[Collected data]
# # #
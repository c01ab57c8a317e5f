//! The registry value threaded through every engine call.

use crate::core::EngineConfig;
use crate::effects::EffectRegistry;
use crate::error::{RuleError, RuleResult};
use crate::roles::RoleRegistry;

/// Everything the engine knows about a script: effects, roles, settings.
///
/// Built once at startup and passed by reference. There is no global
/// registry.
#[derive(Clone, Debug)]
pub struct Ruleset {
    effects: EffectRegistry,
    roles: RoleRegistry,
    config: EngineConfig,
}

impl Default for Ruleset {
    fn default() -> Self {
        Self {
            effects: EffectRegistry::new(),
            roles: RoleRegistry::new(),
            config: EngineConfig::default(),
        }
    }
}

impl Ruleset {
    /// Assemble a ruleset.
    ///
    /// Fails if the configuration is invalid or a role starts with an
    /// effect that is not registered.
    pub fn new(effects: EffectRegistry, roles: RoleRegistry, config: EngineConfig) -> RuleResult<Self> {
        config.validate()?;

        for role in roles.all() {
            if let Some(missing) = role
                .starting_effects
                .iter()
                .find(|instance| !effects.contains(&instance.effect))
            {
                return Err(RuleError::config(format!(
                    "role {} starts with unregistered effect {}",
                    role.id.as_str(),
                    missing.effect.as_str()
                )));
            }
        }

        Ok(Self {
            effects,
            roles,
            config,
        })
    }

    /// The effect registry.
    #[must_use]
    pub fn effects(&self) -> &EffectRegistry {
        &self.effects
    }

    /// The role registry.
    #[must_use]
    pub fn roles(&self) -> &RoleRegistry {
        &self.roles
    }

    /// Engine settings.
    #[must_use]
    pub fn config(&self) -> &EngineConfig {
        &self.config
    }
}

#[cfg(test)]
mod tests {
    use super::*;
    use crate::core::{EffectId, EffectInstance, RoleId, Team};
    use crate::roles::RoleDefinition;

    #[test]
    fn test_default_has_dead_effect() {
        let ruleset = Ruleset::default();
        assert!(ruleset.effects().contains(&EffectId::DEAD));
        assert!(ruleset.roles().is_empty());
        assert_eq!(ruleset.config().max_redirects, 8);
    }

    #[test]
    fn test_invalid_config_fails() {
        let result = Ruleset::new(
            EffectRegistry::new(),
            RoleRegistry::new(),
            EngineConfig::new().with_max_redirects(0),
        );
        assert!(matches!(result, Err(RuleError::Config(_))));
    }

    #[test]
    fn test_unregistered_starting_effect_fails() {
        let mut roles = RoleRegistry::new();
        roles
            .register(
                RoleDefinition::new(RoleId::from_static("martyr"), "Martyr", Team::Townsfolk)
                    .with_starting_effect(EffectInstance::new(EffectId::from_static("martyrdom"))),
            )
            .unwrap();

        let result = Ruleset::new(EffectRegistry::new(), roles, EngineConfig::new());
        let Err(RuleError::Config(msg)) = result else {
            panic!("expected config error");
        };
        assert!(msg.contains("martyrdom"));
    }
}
# # #
PROBLEM DETAILS: Could you filter the entries above for lines holding the string "starts" and copy them?

EXERCISE RESULT:
    /// Fails if the configuration is invalid or a role starts with an
                    "role {} starts with unregistered effect {}",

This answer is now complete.